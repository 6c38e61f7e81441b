//! Domain arithmetic for derived variables.
//!
//! The solver requires every variable to have a finite domain, so whenever an encoder introduces a
//! variable standing for `a + b`, `a * b`, `|a - b|`, ..., its bounds are computed here from the
//! bounds of the operands.

use std::fmt::Display;
use std::fmt::Formatter;

/// Closed integer interval `[lb, ub]`.
#[derive(Clone, Copy, Debug, PartialEq, Eq, Hash)]
pub struct Bounds {
    pub lb: i32,
    pub ub: i32,
}

impl Bounds {
    /// Creates `[lb, ub]`.
    ///
    /// # Panics
    /// If `lb > ub`.
    pub fn new(lb: i32, ub: i32) -> Self {
        assert!(lb <= ub, "invalid bounds [{lb}, {ub}]");
        Bounds { lb, ub }
    }

    pub const fn fixed(value: i32) -> Self {
        Bounds {
            lb: value,
            ub: value,
        }
    }

    pub const fn boolean() -> Self {
        Bounds { lb: 0, ub: 1 }
    }

    pub fn is_fixed(self) -> bool {
        self.lb == self.ub
    }

    pub fn contains(self, value: i32) -> bool {
        self.lb <= value && value <= self.ub
    }

    /// The intersection, or `None` if it is empty.
    pub fn intersect(self, other: Bounds) -> Option<Bounds> {
        let lb = self.lb.max(other.lb);
        let ub = self.ub.min(other.ub);
        (lb <= ub).then_some(Bounds { lb, ub })
    }

    /// The smallest interval containing both.
    pub fn hull(self, other: Bounds) -> Bounds {
        Bounds {
            lb: self.lb.min(other.lb),
            ub: self.ub.max(other.ub),
        }
    }

    pub fn add(self, other: Bounds) -> Bounds {
        from_wide(
            i64::from(self.lb) + i64::from(other.lb),
            i64::from(self.ub) + i64::from(other.ub),
        )
    }

    pub fn neg(self) -> Bounds {
        from_wide(-i64::from(self.ub), -i64::from(self.lb))
    }

    pub fn offset(self, offset: i32) -> Bounds {
        self.add(Bounds::fixed(offset))
    }

    pub fn scale(self, factor: i32) -> Bounds {
        self.mul(Bounds::fixed(factor))
    }

    /// Bounds of `x * y` for `x` in `self` and `y` in `other`, taken over the four corners.
    pub fn mul(self, other: Bounds) -> Bounds {
        let corners = [
            i64::from(self.lb) * i64::from(other.lb),
            i64::from(self.lb) * i64::from(other.ub),
            i64::from(self.ub) * i64::from(other.lb),
            i64::from(self.ub) * i64::from(other.ub),
        ];

        from_wide(
            corners.iter().copied().min().unwrap_or(0),
            corners.iter().copied().max().unwrap_or(0),
        )
    }

    /// Bounds of `|x|`.
    pub fn abs(self) -> Bounds {
        if self.lb >= 0 {
            self
        } else if self.ub <= 0 {
            self.neg()
        } else {
            Bounds {
                lb: 0,
                ub: self.lb.saturating_neg().max(self.ub),
            }
        }
    }

    /// Bounds of `floor(x / divisor)` for a strictly positive constant divisor.
    pub fn div_floor(self, divisor: i32) -> Bounds {
        assert!(divisor > 0, "divisor must be positive");
        Bounds {
            lb: NumExt::div_floor(self.lb, divisor),
            ub: NumExt::div_floor(self.ub, divisor),
        }
    }
}

impl Display for Bounds {
    fn fmt(&self, f: &mut Formatter<'_>) -> std::fmt::Result {
        write!(f, "[{}, {}]", self.lb, self.ub)
    }
}

fn from_wide(lb: i64, ub: i64) -> Bounds {
    let clamp = |value: i64| value.clamp(i64::from(i32::MIN), i64::from(i32::MAX)) as i32;
    Bounds {
        lb: clamp(lb),
        ub: clamp(ub),
    }
}

pub(crate) trait NumExt {
    /// Division with rounding down, as opposed to truncation toward zero.
    fn div_floor(self, other: Self) -> Self;
}

impl NumExt for i32 {
    fn div_floor(self, other: Self) -> Self {
        let d = self / other;
        let r = self % other;
        if (r > 0 && other < 0) || (r < 0 && other > 0) {
            d - 1
        } else {
            d
        }
    }
}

++++++

→ **TASK PROMPT**:
Please show every line of the records that holds the word "interval".

→ **ANSWER SECTION**:
/// Closed integer interval `[lb, ub]`.
    /// The smallest interval containing both.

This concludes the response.